### What to do
Go through the data and copy each line where the word "millis" shows up.
** Opening Material for the task block **
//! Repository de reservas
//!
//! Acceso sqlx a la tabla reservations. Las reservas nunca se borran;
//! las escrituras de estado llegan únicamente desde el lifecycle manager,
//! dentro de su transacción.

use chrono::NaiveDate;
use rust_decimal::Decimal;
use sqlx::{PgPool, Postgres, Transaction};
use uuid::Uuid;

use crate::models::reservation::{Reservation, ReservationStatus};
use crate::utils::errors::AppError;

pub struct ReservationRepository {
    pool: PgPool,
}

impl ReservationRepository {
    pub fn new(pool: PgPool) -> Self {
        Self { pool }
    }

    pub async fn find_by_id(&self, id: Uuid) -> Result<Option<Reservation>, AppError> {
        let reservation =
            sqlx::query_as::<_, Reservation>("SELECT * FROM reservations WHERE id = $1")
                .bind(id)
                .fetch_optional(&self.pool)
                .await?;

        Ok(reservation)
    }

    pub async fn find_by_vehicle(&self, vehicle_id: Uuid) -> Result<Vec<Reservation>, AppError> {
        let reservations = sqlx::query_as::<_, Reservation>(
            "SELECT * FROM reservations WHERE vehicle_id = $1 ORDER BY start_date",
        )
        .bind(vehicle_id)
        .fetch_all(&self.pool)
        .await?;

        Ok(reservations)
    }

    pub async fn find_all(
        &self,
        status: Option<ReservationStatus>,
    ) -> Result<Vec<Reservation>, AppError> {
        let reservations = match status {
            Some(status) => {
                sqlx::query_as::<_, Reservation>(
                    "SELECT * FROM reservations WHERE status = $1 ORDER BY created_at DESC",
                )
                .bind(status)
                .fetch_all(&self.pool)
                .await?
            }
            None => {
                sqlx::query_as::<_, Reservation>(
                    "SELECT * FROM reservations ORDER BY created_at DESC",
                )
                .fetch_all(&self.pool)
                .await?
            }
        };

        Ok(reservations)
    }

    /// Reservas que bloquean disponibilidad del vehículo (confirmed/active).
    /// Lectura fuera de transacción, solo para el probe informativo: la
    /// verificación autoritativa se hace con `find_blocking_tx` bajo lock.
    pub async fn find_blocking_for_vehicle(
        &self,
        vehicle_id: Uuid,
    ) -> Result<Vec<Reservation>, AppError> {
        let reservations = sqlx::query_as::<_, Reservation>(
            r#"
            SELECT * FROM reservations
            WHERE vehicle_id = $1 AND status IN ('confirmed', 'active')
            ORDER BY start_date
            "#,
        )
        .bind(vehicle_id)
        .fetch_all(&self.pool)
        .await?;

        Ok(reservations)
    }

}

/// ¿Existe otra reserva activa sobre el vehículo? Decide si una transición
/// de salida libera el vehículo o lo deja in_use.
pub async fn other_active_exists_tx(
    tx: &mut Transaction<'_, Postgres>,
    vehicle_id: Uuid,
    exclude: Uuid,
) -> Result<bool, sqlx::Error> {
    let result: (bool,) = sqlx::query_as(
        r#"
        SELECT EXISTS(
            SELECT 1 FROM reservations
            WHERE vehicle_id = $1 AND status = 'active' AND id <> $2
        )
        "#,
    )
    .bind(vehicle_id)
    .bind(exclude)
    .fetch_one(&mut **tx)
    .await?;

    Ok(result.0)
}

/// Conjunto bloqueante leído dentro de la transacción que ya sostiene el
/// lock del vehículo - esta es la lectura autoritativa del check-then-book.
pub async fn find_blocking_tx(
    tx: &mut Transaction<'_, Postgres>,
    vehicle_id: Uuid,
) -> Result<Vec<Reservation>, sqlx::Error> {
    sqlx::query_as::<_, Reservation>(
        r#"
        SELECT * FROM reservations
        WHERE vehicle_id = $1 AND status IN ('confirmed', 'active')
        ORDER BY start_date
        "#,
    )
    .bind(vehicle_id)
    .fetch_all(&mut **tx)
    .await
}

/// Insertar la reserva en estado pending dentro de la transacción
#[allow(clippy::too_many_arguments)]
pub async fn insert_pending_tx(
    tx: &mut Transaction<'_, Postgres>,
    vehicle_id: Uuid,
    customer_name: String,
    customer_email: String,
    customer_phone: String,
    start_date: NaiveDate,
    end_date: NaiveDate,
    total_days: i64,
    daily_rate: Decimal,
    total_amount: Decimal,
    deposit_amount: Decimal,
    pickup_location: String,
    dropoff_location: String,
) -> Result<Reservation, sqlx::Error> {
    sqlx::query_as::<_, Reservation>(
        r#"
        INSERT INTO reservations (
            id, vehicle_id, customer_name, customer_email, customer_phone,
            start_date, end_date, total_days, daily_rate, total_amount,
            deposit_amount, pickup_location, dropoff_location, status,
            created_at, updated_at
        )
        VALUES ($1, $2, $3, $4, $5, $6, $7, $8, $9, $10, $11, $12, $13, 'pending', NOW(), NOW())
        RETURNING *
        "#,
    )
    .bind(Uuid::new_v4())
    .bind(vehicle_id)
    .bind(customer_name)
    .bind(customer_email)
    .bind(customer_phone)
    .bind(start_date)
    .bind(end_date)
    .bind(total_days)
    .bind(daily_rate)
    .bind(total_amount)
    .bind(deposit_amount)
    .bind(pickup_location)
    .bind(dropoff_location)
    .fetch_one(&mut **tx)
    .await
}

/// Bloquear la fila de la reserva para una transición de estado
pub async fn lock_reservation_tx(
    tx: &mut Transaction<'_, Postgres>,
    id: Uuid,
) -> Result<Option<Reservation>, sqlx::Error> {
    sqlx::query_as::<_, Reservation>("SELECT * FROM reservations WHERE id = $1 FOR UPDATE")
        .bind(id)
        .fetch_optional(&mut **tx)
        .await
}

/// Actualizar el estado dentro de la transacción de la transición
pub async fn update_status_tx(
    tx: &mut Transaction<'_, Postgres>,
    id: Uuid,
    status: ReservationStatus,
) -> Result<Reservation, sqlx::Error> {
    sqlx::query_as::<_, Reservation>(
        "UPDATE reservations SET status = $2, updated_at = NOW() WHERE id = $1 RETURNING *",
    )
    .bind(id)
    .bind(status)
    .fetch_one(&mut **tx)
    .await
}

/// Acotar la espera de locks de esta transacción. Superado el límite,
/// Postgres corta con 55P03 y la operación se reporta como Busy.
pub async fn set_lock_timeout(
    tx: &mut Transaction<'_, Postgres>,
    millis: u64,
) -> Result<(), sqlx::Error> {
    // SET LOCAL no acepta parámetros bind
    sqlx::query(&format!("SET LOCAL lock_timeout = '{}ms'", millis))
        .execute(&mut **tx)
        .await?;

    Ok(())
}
** Closing Material for the task block **
### Expected answer
    millis: u64,
    sqlx::query(&format!("SET LOCAL lock_timeout = '{}ms'", millis))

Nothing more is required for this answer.